- _WORK REQUIRED_:
Please report each line of the data below that contains "usize".

(Saved data entries)
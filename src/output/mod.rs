//! Output module for crawl summaries and corpus reports
//!
//! This module handles:
//! - The summary of a crawl run
//! - Statistics over an existing corpus file
//! - Exporting the corpus as retrieval chunks

mod chunks;
pub mod stats;
mod summary;

pub use chunks::{export_chunks, ChunkExport, CHUNK_BATCH_SIZE};
pub use stats::{load_statistics, print_statistics, CorpusStatistics};
pub use summary::RunSummary;
//! Site-Corpus main entry point
//!
//! This is the command-line interface for the Site-Corpus crawler.

use anyhow::Context;
use clap::Parser;
use site_corpus::chunk::Chunker;
use site_corpus::config::{load_config_with_hash, Config};
use site_corpus::crawler::run_crawl;
use site_corpus::output::{export_chunks, load_statistics, print_statistics};
use site_corpus::storage::{ChunkSink, RestPublisher};
use site_corpus::url::UrlFilter;
use std::path::{Path, PathBuf};
use tracing_subscriber::EnvFilter;

/// Site-Corpus: A polite single-domain corpus crawler
///
/// Site-Corpus crawls one allow-listed domain under a page and depth budget,
/// escalating to rendering and OCR when pages carry too little text, and
/// writes a deduplicated JSONL corpus.
#[derive(Parser, Debug)]
#[command(name = "site-corpus")]
#[command(version)]
#[command(about = "A polite single-domain corpus crawler", long_about = None)]
struct Cli {
    /// Path to TOML configuration file
    #[arg(value_name = "CONFIG")]
    config: PathBuf,

    /// Increase logging verbosity (-v, -vv, -vvv)
    #[arg(short, long, action = clap::ArgAction::Count)]
    verbose: u8,

    /// Suppress non-error output
    #[arg(short, long, conflicts_with = "verbose")]
    quiet: bool,

    /// Validate config and show what would be crawled without actually crawling
    #[arg(long, conflicts_with_all = ["stats", "chunk"])]
    dry_run: bool,

    /// Show statistics of the corpus file and exit
    #[arg(long, conflicts_with_all = ["dry_run", "chunk"])]
    stats: bool,

    /// Split the corpus into retrieval chunks written to OUT and exit
    #[arg(long, value_name = "OUT", conflicts_with_all = ["dry_run", "stats"])]
    chunk: Option<PathBuf>,

    /// With --chunk, also upsert the chunks into the remote store's chunk table
    #[arg(long, requires = "chunk")]
    publish: bool,
}

#[tokio::main]
async fn main() -> anyhow::Result<()> {
    let cli = Cli::parse();

    // The config decides whether debug logging is on, so it is read first
    let (config, config_hash) = load_config_with_hash(&cli.config)
        .with_context(|| format!("Failed to load configuration from {}", cli.config.display()))?;

    setup_logging(cli.verbose, cli.quiet, config.crawler.debug);
    tracing::info!(
        "Configuration loaded from {} (hash: {})",
        cli.config.display(),
        config_hash
    );

    if cli.dry_run {
        handle_dry_run(&config);
    } else if cli.stats {
        handle_stats(&config)?;
    } else if let Some(out) = &cli.chunk {
        handle_chunk(&config, out, cli.publish).await?;
    } else {
        handle_crawl(config).await?;
    }

    Ok(())
}

/// Sets up the logging/tracing subscriber based on verbosity level
fn setup_logging(verbose: u8, quiet: bool, debug: bool) {
    let filter = if quiet {
        // Only show errors
        EnvFilter::new("error")
    } else {
        match verbose {
            0 if debug => EnvFilter::new("site_corpus=debug,info"),
            0 => EnvFilter::new("site_corpus=info,warn"),
            1 => EnvFilter::new("site_corpus=debug,info"),
            2 => EnvFilter::new("site_corpus=trace,debug"),
            _ => EnvFilter::new("trace"),
        }
    };

    tracing_subscriber::fmt()
        .with_env_filter(filter)
        .with_target(false)
        .with_thread_ids(false)
        .with_file(false)
        .init();
}

/// Handles the --dry-run mode: shows the validated config and the seed list
fn handle_dry_run(config: &Config) {
    println!("=== Site-Corpus Dry Run ===\n");

    println!("Crawler Configuration:");
    println!("  Max pages: {}", config.crawler.max_pages);
    println!("  Max depth: {}", config.crawler.max_depth);
    println!("  Crawl delay: {}ms", config.crawler.crawl_delay_ms);
    println!("  Respect robots.txt: {}", config.crawler.respect_robots_txt);
    println!(
        "  Allowed domains: {}",
        config.crawler.allowed_domains.join(", ")
    );

    println!("\nUser Agent:");
    println!("  {}", config.user_agent.user_agent());

    println!("\nEscalation:");
    println!("  Render budget: {}", config.escalation.render_budget);
    println!("  Screenshot budget: {}", config.escalation.screenshot_budget);
    println!("  OCR selector: {}", config.escalation.ocr_selector);
    println!(
        "  PDF OCR page limit: {}",
        config.escalation.pdf_ocr_page_limit
    );

    println!("\nOutput:");
    println!("  Corpus: {}", config.output.corpus_path);
    if let Some(remote) = &config.remote_store {
        println!(
            "  Remote store: {} (tables {}, {})",
            remote.url, remote.table, remote.chunk_table
        );
    }
    if let Some(service_url) = &config.chunking.service_url {
        println!("  Chunking service: {}", service_url);
    }

    let filter = UrlFilter::new(config.crawler.allowed_domains.clone());
    println!("\nSeeds ({}):", config.crawler.seeds.len());
    for seed in &config.crawler.seeds {
        match filter.normalize(seed) {
            Ok(normalized) => println!("  - {}", normalized),
            Err(e) => println!("  - {} (rejected: {})", seed, e),
        }
    }

    println!("\n✓ Configuration is valid");
}

/// Handles the --stats mode: shows statistics of the corpus file
fn handle_stats(config: &Config) -> anyhow::Result<()> {
    println!("Corpus: {}\n", config.output.corpus_path);

    let stats = load_statistics(Path::new(&config.output.corpus_path))
        .context("Failed to read the corpus")?;
    print_statistics(&stats);

    Ok(())
}

/// Handles the --chunk mode: writes retrieval chunks for every record
async fn handle_chunk(config: &Config, out: &Path, publish: bool) -> anyhow::Result<()> {
    let chunker = Chunker::from_config(&config.chunking)?;

    let publisher = if publish {
        let remote = config
            .remote_store
            .as_ref()
            .context("--publish needs a [remote-store] section")?;
        Some(RestPublisher::chunks_from_config(remote)?)
    } else {
        None
    };
    let sink = publisher.as_ref().map(|p| p as &dyn ChunkSink);

    let corpus = Path::new(&config.output.corpus_path);
    let export = export_chunks(corpus, out, &chunker, sink)
        .await
        .with_context(|| format!("Failed to chunk {}", corpus.display()))?;

    println!(
        "✓ Wrote {} chunks from {} records to {}",
        export.chunks,
        export.records,
        out.display()
    );
    if export.skipped_lines > 0 {
        println!("  Skipped {} unreadable lines", export.skipped_lines);
    }
    if let Some(publisher) = &publisher {
        println!(
            "  Upserted {} chunks to {}",
            export.published,
            publisher.endpoint()
        );
        if export.failed_batches > 0 {
            anyhow::bail!("{} chunk batches failed to upsert", export.failed_batches);
        }
    }

    Ok(())
}

/// Handles the main crawl operation
async fn handle_crawl(config: Config) -> anyhow::Result<()> {
    tracing::info!(
        "Crawling {} with {} seeds",
        config.crawler.allowed_domains.join(", "),
        config.crawler.seeds.len()
    );

    match run_crawl(config).await {
        Ok(summary) => {
            tracing::info!("Crawl completed: {} pages stored", summary.stored);
            Ok(())
        }
        Err(e) => {
            tracing::error!("Crawl failed: {}", e);
            Err(e.into())
        }
    }
}
//! Append-only JSONL corpus with dedup-on-write
//!
//! The corpus file is the durable log; the in-memory URL set is rebuilt from it
//! on open with a full scan. Every append writes the line first and only then
//! records the URL, so a failed write never marks a page as known. A torn last
//! line left by an interrupted write is terminated before the next append.
//!
//! The startup scan is linear in the corpus size. That is fine for the
//! single-site corpora this crawler produces but would need an index for
//! corpora in the millions of lines.

use crate::storage::traits::{DocumentPublisher, StorageResult};
use crate::storage::PageRecord;
use serde::Deserialize;
use std::collections::HashSet;
use std::fs::{self, File, OpenOptions};
use std::io::{BufRead, BufReader, Write};
use std::path::{Path, PathBuf};

/// The only field needed to rebuild the dedup index
#[derive(Deserialize)]
struct IndexedLine {
    url: String,
}

/// Durable corpus of page records
pub struct CorpusStore {
    path: PathBuf,
    known: HashSet<String>,
    skipped_lines: usize,
    /// The file does not end in a newline
    torn_tail: bool,
    publisher: Option<Box<dyn DocumentPublisher>>,
}

impl CorpusStore {
    /// Opens (or prepares) the corpus at `path` and loads its URL index
    ///
    /// Parent directories are created. Lines that are not JSON objects with a
    /// string `url` are skipped and counted.
    ///
    /// # Returns
    ///
    /// * `Ok(CorpusStore)` - Store ready for appends
    /// * `Err(StorageError)` - The directory could not be created or the file read
    pub fn open(path: &Path) -> StorageResult<Self> {
        if let Some(parent) = path.parent() {
            if !parent.as_os_str().is_empty() {
                fs::create_dir_all(parent)?;
            }
        }

        let mut store = Self {
            path: path.to_path_buf(),
            known: HashSet::new(),
            skipped_lines: 0,
            torn_tail: false,
            publisher: None,
        };

        if path.exists() {
            store.rehydrate()?;
        }

        tracing::info!(
            "Corpus {} holds {} pages ({} malformed lines skipped)",
            store.path.display(),
            store.known.len(),
            store.skipped_lines
        );

        Ok(store)
    }

    /// Attaches a remote document store that mirrors new records
    pub fn with_publisher(mut self, publisher: Box<dyn DocumentPublisher>) -> Self {
        self.publisher = Some(publisher);
        self
    }

    fn rehydrate(&mut self) -> StorageResult<()> {
        let mut reader = BufReader::new(File::open(&self.path)?);
        let mut line = Vec::new();
        let mut line_no = 0;

        loop {
            line.clear();
            if reader.read_until(b'\n', &mut line)? == 0 {
                break;
            }
            line_no += 1;

            self.torn_tail = line.last() != Some(&b'\n');
            if line.iter().all(|b| b.is_ascii_whitespace()) {
                continue;
            }

            match serde_json::from_slice::<IndexedLine>(&line) {
                Ok(entry) => {
                    self.known.insert(entry.url);
                }
                Err(e) => {
                    self.skipped_lines += 1;
                    tracing::debug!("Skipping malformed corpus line {}: {}", line_no, e);
                }
            }
        }

        if self.torn_tail {
            tracing::warn!(
                "Corpus {} ends in an incomplete line; it will be terminated before the next append",
                self.path.display()
            );
        }

        Ok(())
    }

    /// Checks whether a page with this URL is already in the corpus
    pub fn has_page(&self, url: &str) -> bool {
        self.known.contains(url)
    }

    /// Appends a record unless its URL is already known
    ///
    /// # Returns
    ///
    /// * `Ok(true)` - The record was written
    /// * `Ok(false)` - The URL was already present; nothing changed
    /// * `Err(StorageError)` - Serializing or writing the line failed
    pub async fn append_page(&mut self, record: PageRecord) -> StorageResult<bool> {
        if self.known.contains(&record.url) {
            tracing::debug!("Corpus already has {}, not appending", record.url);
            return Ok(false);
        }

        let mut line = String::new();
        if self.torn_tail {
            line.push('\n');
        }
        line.push_str(&serde_json::to_string(&record)?);
        line.push('\n');

        let mut file = OpenOptions::new()
            .create(true)
            .append(true)
            .open(&self.path)?;
        file.write_all(line.as_bytes())?;
        file.flush()?;

        self.torn_tail = false;
        self.known.insert(record.url.clone());

        if let Some(publisher) = &self.publisher {
            if let Err(e) = publisher.publish(&record).await {
                tracing::warn!("Remote publish failed for {}: {}", record.url, e);
            }
        }

        Ok(true)
    }

    /// Number of distinct URLs in the corpus
    pub fn len(&self) -> usize {
        self.known.len()
    }

    pub fn is_empty(&self) -> bool {
        self.known.is_empty()
    }

    /// Lines ignored while loading the corpus
    pub fn skipped_lines(&self) -> usize {
        self.skipped_lines
    }

    pub fn path(&self) -> &Path {
        &self.path
    }
}
/// Item state definitions for tracking one frontier item through the pipeline
///
/// Every dequeued item walks this state machine exactly once. The happy path is
/// `Dequeued → Fetched → Parsed → [Rendered] → [Recognized] → Validated →
/// Stored → LinksEnqueued → Delayed`; any stage may branch to `Dropped`, which
/// is still followed by the politeness delay.
use std::fmt;

/// Represents the current state of an item in the crawl loop
#[derive(Debug, Clone, Copy, PartialEq, Eq, Hash)]
pub enum ItemState {
    // ===== Active States =====
    /// Item was taken from the frontier
    Dequeued,

    /// The fetch returned a resource
    Fetched,

    /// Static HTML was extracted
    Parsed,

    /// Rendered HTML replaced the static extraction
    Rendered,

    /// Text was recovered via OCR or a PDF text layer
    Recognized,

    /// Text passed the length gate
    Validated,

    // ===== Outcome States =====
    /// Record was appended to the corpus
    Stored,

    /// Outbound links were pushed to the frontier
    LinksEnqueued,

    /// Item was abandoned; see [`DropReason`]
    Dropped,

    // ===== Final State =====
    /// Politeness delay has elapsed; the loop returns to its head
    Delayed,
}

/// Why an item ended in [`ItemState::Dropped`]
#[derive(Debug, Clone, Copy, PartialEq, Eq, Hash)]
pub enum DropReason {
    /// Disallowed by robots.txt
    RobotsDenied,
    /// Permanent HTTP failure or retries exhausted
    FetchFailed,
    /// The fetched (or canonical) URL is already in the corpus
    AlreadyStored,
    /// Content type is neither HTML, PDF nor an image
    UnsupportedContent,
    /// Best available text is below the content-type minimum
    TextTooShort,
    /// The store refused the append
    StoreFailed,
}

impl ItemState {
    /// Returns true if the state ends the item's processing (before the delay)
    pub fn is_outcome(&self) -> bool {
        matches!(self, Self::LinksEnqueued | Self::Dropped)
    }

    /// Returns true once the item has been written to the corpus
    pub fn is_success(&self) -> bool {
        matches!(self, Self::Stored | Self::LinksEnqueued)
    }

    /// Checks whether moving from `self` to `next` is a legal transition
    pub fn can_transition_to(&self, next: ItemState) -> bool {
        use ItemState::*;

        if next == Dropped {
            return matches!(
                self,
                Dequeued | Fetched | Parsed | Rendered | Recognized | Validated
            );
        }

        matches!(
            (self, next),
            (Dequeued, Fetched)
                | (Fetched, Parsed)
                | (Fetched, Recognized)
                | (Parsed, Rendered)
                | (Parsed, Recognized)
                | (Parsed, Validated)
                | (Rendered, Recognized)
                | (Rendered, Validated)
                | (Recognized, Validated)
                | (Validated, Stored)
                | (Stored, LinksEnqueued)
                | (LinksEnqueued, Delayed)
                | (Dropped, Delayed)
        )
    }

    /// Lowercase name used in log lines
    pub fn as_str(&self) -> &'static str {
        match self {
            Self::Dequeued => "dequeued",
            Self::Fetched => "fetched",
            Self::Parsed => "parsed",
            Self::Rendered => "rendered",
            Self::Recognized => "recognized",
            Self::Validated => "validated",
            Self::Stored => "stored",
            Self::LinksEnqueued => "links_enqueued",
            Self::Dropped => "dropped",
            Self::Delayed => "delayed",
        }
    }
}

impl DropReason {
    /// Returns all drop reasons, in summary order
    pub fn all() -> [DropReason; 6] {
        [
            Self::RobotsDenied,
            Self::FetchFailed,
            Self::AlreadyStored,
            Self::UnsupportedContent,
            Self::TextTooShort,
            Self::StoreFailed,
        ]
    }

    pub fn as_str(&self) -> &'static str {
        match self {
            Self::RobotsDenied => "robots_denied",
            Self::FetchFailed => "fetch_failed",
            Self::AlreadyStored => "already_stored",
            Self::UnsupportedContent => "unsupported_content",
            Self::TextTooShort => "text_too_short",
            Self::StoreFailed => "store_failed",
        }
    }
}

impl fmt::Display for ItemState {
    fn fmt(&self, f: &mut fmt::Formatter<'_>) -> fmt::Result {
        write!(f, "{}", self.as_str())
    }
}

impl fmt::Display for DropReason {
    fn fmt(&self, f: &mut fmt::Formatter<'_>) -> fmt::Result {
        write!(f, "{}", self.as_str())
    }
}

- _YOUR RESPONSE_:
    skipped_lines: usize,
    pub fn len(&self) -> usize {
    pub fn skipped_lines(&self) -> usize {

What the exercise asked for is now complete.